*Exercise details*
Return each record shown below exactly, with none omitted.

::: Excerpted data

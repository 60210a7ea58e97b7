//! Config file watcher (hot-reload).
//!
//! Polls the config file's modification time on a fixed interval and
//! reschedules on change. A file that fails to parse is logged and
//! ignored; the previously armed schedule stays in force.

use std::path::PathBuf;
use std::time::{Duration, SystemTime};

use tracing::{info, warn};

use curfew_core::CurfewConfig;
use curfew_schedule::ScheduleController;

/// Polls a config file for modification-time changes.
pub struct ConfigWatcher {
    path: PathBuf,
    interval: Duration,
    last_modified: Option<SystemTime>,
}

impl ConfigWatcher {
    /// Create a watcher seeded with the file's current modification time,
    /// so the config loaded at startup is not immediately re-applied.
    pub fn new(path: PathBuf, interval: Duration) -> Self {
        let last_modified = modified_at(&path);
        Self {
            path,
            interval,
            last_modified,
        }
    }

    /// Check the file once. Returns the re-parsed config when the
    /// modification time has changed and the file parses, `None` otherwise.
    pub fn poll(&mut self) -> Option<CurfewConfig> {
        let modified = match modified_at(&self.path) {
            Some(m) => m,
            None => {
                warn!(path = %self.path.display(), "config file not readable, keeping previous config");
                return None;
            }
        };
        if self.last_modified == Some(modified) {
            return None;
        }
        self.last_modified = Some(modified);

        match CurfewConfig::load(&self.path) {
            Ok(config) => {
                info!(path = %self.path.display(), "config file changed, reloading");
                Some(config)
            }
            Err(e) => {
                warn!(
                    path = %self.path.display(),
                    error = %e,
                    "failed to parse config during hot-reload, keeping previous version"
                );
                None
            }
        }
    }

    /// Poll forever, rescheduling `controller` on every valid change.
    ///
    /// A config that parses as YAML but carries an invalid time-of-day is
    /// rejected by the controller and the previous schedule stays armed.
    pub async fn run(mut self, mut controller: ScheduleController) {
        let mut ticker = tokio::time::interval(self.interval);
        ticker.set_missed_tick_behavior(tokio::time::MissedTickBehavior::Skip);
        loop {
            ticker.tick().await;
            if let Some(config) = self.poll() {
                match controller.reschedule(&config) {
                    Ok(target) => {
                        config.log_summary();
                        info!(target = %target, "rescheduled from config change");
                    }
                    Err(e) => {
                        warn!(
                            path = %self.path.display(),
                            error = %e,
                            "rejected config change, keeping previous schedule"
                        );
                    }
                }
            }
        }
    }
}

fn modified_at(path: &std::path::Path) -> Option<SystemTime> {
    std::fs::metadata(path).and_then(|m| m.modified()).ok()
}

::::::

*Written solution*
repository 60210a7ea58e97b7
//! Config file watcher (hot-reload).
//!
//! Polls the config file's modification time on a fixed interval and
//! reschedules on change. A file that fails to parse is logged and
//! ignored; the previously armed schedule stays in force.

use std::path::PathBuf;
use std::time::{Duration, SystemTime};

use tracing::{info, warn};

use curfew_core::CurfewConfig;
use curfew_schedule::ScheduleController;

/// Polls a config file for modification-time changes.
pub struct ConfigWatcher {
    path: PathBuf,
    interval: Duration,
    last_modified: Option<SystemTime>,
}

impl ConfigWatcher {
    /// Create a watcher seeded with the file's current modification time,
    /// so the config loaded at startup is not immediately re-applied.
    pub fn new(path: PathBuf, interval: Duration) -> Self {
        let last_modified = modified_at(&path);
        Self {
            path,
            interval,
            last_modified,
        }
    }

    /// Check the file once. Returns the re-parsed config when the
    /// modification time has changed and the file parses, `None` otherwise.
    pub fn poll(&mut self) -> Option<CurfewConfig> {
        let modified = match modified_at(&self.path) {
            Some(m) => m,
            None => {
                warn!(path = %self.path.display(), "config file not readable, keeping previous config");
                return None;
            }
        };
        if self.last_modified == Some(modified) {
            return None;
        }
        self.last_modified = Some(modified);

        match CurfewConfig::load(&self.path) {
            Ok(config) => {
                info!(path = %self.path.display(), "config file changed, reloading");
                Some(config)
            }
            Err(e) => {
                warn!(
                    path = %self.path.display(),
                    error = %e,
                    "failed to parse config during hot-reload, keeping previous version"
                );
                None
            }
        }
    }

    /// Poll forever, rescheduling `controller` on every valid change.
    ///
    /// A config that parses as YAML but carries an invalid time-of-day is
    /// rejected by the controller and the previous schedule stays armed.
    pub async fn run(mut self, mut controller: ScheduleController) {
        let mut ticker = tokio::time::interval(self.interval);
        ticker.set_missed_tick_behavior(tokio::time::MissedTickBehavior::Skip);
        loop {
            ticker.tick().await;
            if let Some(config) = self.poll() {
                match controller.reschedule(&config) {
                    Ok(target) => {
                        config.log_summary();
                        info!(target = %target, "rescheduled from config change");
                    }
                    Err(e) => {
                        warn!(
                            path = %self.path.display(),
                            error = %e,
                            "rejected config change, keeping previous schedule"
                        );
                    }
                }
            }
        }
    }
}

fn modified_at(path: &std::path::Path) -> Option<SystemTime> {
    std::fs::metadata(path).and_then(|m| m.modified()).ok()
}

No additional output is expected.